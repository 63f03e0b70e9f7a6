use std::net::TcpListener;

use actix_cors::Cors;
use actix_web::{middleware, web, App, HttpServer};
use dotenv::dotenv;
use necrosis_server::config::CorsConfig;
use necrosis_server::{configure, AppState, Settings};
use tracing::info;
use tracing_subscriber::EnvFilter;

fn build_cors(config: &CorsConfig) -> Cors {
    if !config.enabled {
        return Cors::default();
    }

    let cors = if config.allow_any_origin {
        Cors::default()
            .allow_any_origin()
            .allow_any_method()
            .allow_any_header()
    } else {
        config
            .origins()
            .into_iter()
            .fold(Cors::default(), |cors, origin| cors.allowed_origin(origin))
            .allowed_methods(vec!["GET", "POST", "PATCH", "DELETE"])
            .allowed_headers(vec!["Authorization", "Content-Type"])
            .expose_headers(vec!["Content-Disposition"])
            .supports_credentials()
    };

    cors.max_age(config.max_age as usize)
}

#[actix_web::main]
async fn main() -> anyhow::Result<()> {
    // Load environment variables
    dotenv().ok();

    tracing_subscriber::fmt()
        .with_env_filter(EnvFilter::try_from_default_env().unwrap_or_else(|_| EnvFilter::new("info")))
        .with_target(false)
        .with_file(true)
        .with_line_number(true)
        .init();

    let config = Settings::new()?;
    info!(environment = %config.environment, "Configuration loaded successfully");

    let state = AppState::new(config.clone()).await?;
    let shutdown_state = state.clone();
    let state = web::Data::new(state);

    let listener = TcpListener::bind((config.server.host.as_str(), config.server.port))?;
    info!(
        "Starting server at {}:{} (media root {})",
        config.server.host,
        config.server.port,
        config.media.root.display()
    );

    let cors_config = config.cors.clone();
    HttpServer::new(move || {
        App::new()
            .wrap(build_cors(&cors_config))
            .wrap(middleware::Logger::default())
            .app_data(state.clone())
            .configure(configure)
    })
    .listen(listener)?
    .workers(config.server.workers as usize)
    .run()
    .await?;

    shutdown_state.shutdown().await?;
    info!("Server stopped");
    Ok(())
}
//! Analysis session endpoints: listing, results, renaming, deletion,
//! image downloads and CSV reports.

pub mod archive;
pub mod handlers;
pub mod report;
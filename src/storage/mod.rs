//! Filesystem media store.
//!
//! Files live under `media.root`; the database only ever holds paths
//! relative to that root (`uploads/images/..`, `results/..`, `reports/..`).

use std::path::{Component, Path, PathBuf};

use tracing::{debug, info};
use uuid::Uuid;

use crate::error::{AppError, StorageError};

pub const UPLOADS_DIR: &str = "uploads/images";
pub const RESULTS_DIR: &str = "results";
pub const REPORTS_DIR: &str = "reports";

#[derive(Debug, Clone)]
pub struct MediaStore {
    root: PathBuf,
}

impl MediaStore {
    pub fn new(root: impl Into<PathBuf>) -> Self {
        Self { root: root.into() }
    }

    /// Creates the directory layout below the root.
    pub async fn init(&self) -> Result<(), AppError> {
        for dir in [UPLOADS_DIR, RESULTS_DIR, REPORTS_DIR] {
            tokio::fs::create_dir_all(self.root.join(dir)).await?;
        }
        info!(root = %self.root.display(), "Media store ready");
        Ok(())
    }

    /// Resolves a stored relative path, rejecting anything that escapes the root.
    pub fn resolve(&self, relative: &str) -> Result<PathBuf, AppError> {
        let path = Path::new(relative);
        let clean = !relative.is_empty()
            && path.components().all(|c| matches!(c, Component::Normal(_)));
        if !clean {
            return Err(StorageError::InvalidPath(relative.to_string()).into());
        }
        Ok(self.root.join(path))
    }

    /// Writes an uploaded original as `uploads/images/<uuid>_<name>`.
    pub async fn save_upload(&self, file_name: &str, bytes: &[u8]) -> Result<String, AppError> {
        let relative = format!("{}/{}_{}", UPLOADS_DIR, Uuid::new_v4(), sanitize_file_name(file_name));
        self.write(&relative, bytes).await?;
        Ok(relative)
    }

    pub async fn write(&self, relative: &str, bytes: &[u8]) -> Result<(), AppError> {
        let path = self.resolve(relative)?;
        if let Some(parent) = path.parent() {
            tokio::fs::create_dir_all(parent)
                .await
                .map_err(|e| StorageError::WriteFailed(e.to_string()))?;
        }
        tokio::fs::write(&path, bytes)
            .await
            .map_err(|e| StorageError::WriteFailed(format!("{}: {}", relative, e)))?;
        debug!(path = %relative, size = bytes.len(), "Stored media file");
        Ok(())
    }

    pub async fn read(&self, relative: &str) -> Result<Vec<u8>, AppError> {
        let path = self.resolve(relative)?;
        match tokio::fs::read(&path).await {
            Ok(bytes) => Ok(bytes),
            Err(e) if e.kind() == std::io::ErrorKind::NotFound => {
                Err(StorageError::Missing(relative.to_string()).into())
            }
            Err(e) => Err(e.into()),
        }
    }

    /// Removes a file, ignoring every failure.
    pub async fn delete_quietly(&self, relative: &str) {
        let path = match self.resolve(relative) {
            Ok(path) => path,
            Err(e) => {
                debug!(path = %relative, error = %e, "Skipping delete of invalid media path");
                return;
            }
        };
        if let Err(e) = tokio::fs::remove_file(&path).await {
            debug!(path = %relative, error = %e, "Media delete failed");
        }
    }

    pub async fn exists(&self, relative: &str) -> bool {
        match self.resolve(relative) {
            Ok(path) => tokio::fs::try_exists(path).await.unwrap_or(false),
            Err(_) => false,
        }
    }
}

/// Public URL of a stored file: `<base>/media/<relative>`.
pub fn media_url(base: &str, relative: &str) -> String {
    format!("{}/media/{}", base.trim_end_matches('/'), relative)
}

/// Reduces a client supplied file name to a safe single path segment.
pub fn sanitize_file_name(name: &str) -> String {
    let base = name.rsplit(['/', '\\']).next().unwrap_or_default();
    let cleaned: String = base
        .chars()
        .map(|c| if c.is_alphanumeric() || matches!(c, '.' | '-' | '_') { c } else { '_' })
        .collect();
    let cleaned = cleaned.trim_start_matches('.');
    if cleaned.is_empty() {
        "image".to_string()
    } else {
        cleaned.to_string()
    }
}

/// `results/<stem of the stored upload>.png`
pub fn result_path_for(upload_relative: &str) -> String {
    let stem = Path::new(upload_relative)
        .file_stem()
        .and_then(|s| s.to_str())
        .unwrap_or("result");
    format!("{}/{}.png", RESULTS_DIR, stem)
}

pub fn content_type_for(relative: &str) -> &'static str {
    let extension = Path::new(relative)
        .extension()
        .and_then(|e| e.to_str())
        .map(|e| e.to_ascii_lowercase());
    match extension.as_deref() {
        Some("png") => "image/png",
        Some("jpg") | Some("jpeg") => "image/jpeg",
        Some("csv") => "text/csv",
        Some("json") => "application/json",
        _ => "application/octet-stream",
    }
}
//! CSV summary of a session.

use sha2::{Digest, Sha256};

use crate::db::CassavaImage;

pub const FILE_FORMAT: &str = "csv";

const HEADER: &str = "image_name,total_lesions,necrosis_percentage,uploaded_at";

/// Quotes a field when it holds a separator, quote or line break.
fn csv_field(value: &str) -> String {
    if value.contains([',', '"', '\n', '\r']) {
        format!("\"{}\"", value.replace('"', "\"\""))
    } else {
        value.to_string()
    }
}

pub fn render_csv(images: &[CassavaImage]) -> String {
    let mut out = String::from(HEADER);
    out.push('\n');
    for image in images {
        out.push_str(&format!(
            "{},{},{:.2},{}\n",
            csv_field(&image.image_name),
            image.total_lesions,
            image.necrosis_percentage,
            image.uploaded_at.to_rfc3339(),
        ));
    }
    out
}

/// Lowercase hex SHA-256 of the report body.
pub fn checksum(bytes: &[u8]) -> String {
    format!("{:x}", Sha256::digest(bytes))
}

pub fn report_path(session_id: &str) -> String {
    format!("{}/session_{}.{}", crate::storage::REPORTS_DIR, session_id, FILE_FORMAT)
}

#[cfg(test)]
mod tests {
    use super::*;
    use chrono::{TimeZone, Utc};

    fn image(name: &str, lesions: i64, pct: f64) -> CassavaImage {
        CassavaImage {
            id: 1,
            session_id: 1,
            original_image: None,
            processed_image: None,
            image_name: name.to_string(),
            uploaded_at: Utc.with_ymd_and_hms(2024, 6, 1, 12, 0, 0).unwrap(),
            total_lesions: lesions,
            necrosis_percentage: pct,
            confidence_score: None,
            metadata: None,
        }
    }

    #[test]
    fn test_render_csv_rows() {
        let csv = render_csv(&[image("leaf.jpg", 3, 12.5), image("a,b.jpg", 0, 0.0)]);
        let lines: Vec<&str> = csv.lines().collect();

        assert_eq!(lines[0], HEADER);
        assert_eq!(lines[1], "leaf.jpg,3,12.50,2024-06-01T12:00:00+00:00");
        assert!(lines[2].starts_with("\"a,b.jpg\",0,0.00,"));
    }

    #[test]
    fn test_checksum_is_sha256_hex() {
        assert_eq!(
            checksum(b"abc"),
            "ba7816bf8f01cfea414140de5dae2223b00361a396177a9cb410ff61f20015ad"
        );
    }

    #[test]
    fn test_report_path() {
        assert_eq!(report_path("abc"), "reports/session_abc.csv");
    }
}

——————————

Please reproduce exactly the lines in the listing above from the one containing "out.push('\n');" through the one containing "pub fn report_path(session_id: &str)", both included, and nothing more.

EXERCISE OUTPUT:
    out.push('\n');
    for image in images {
        out.push_str(&format!(
            "{},{},{:.2},{}\n",
            csv_field(&image.image_name),
            image.total_lesions,
            image.necrosis_percentage,
            image.uploaded_at.to_rfc3339(),
        ));
    }
    out
}

/// Lowercase hex SHA-256 of the report body.
pub fn checksum(bytes: &[u8]) -> String {
    format!("{:x}", Sha256::digest(bytes))
}

pub fn report_path(session_id: &str) -> String {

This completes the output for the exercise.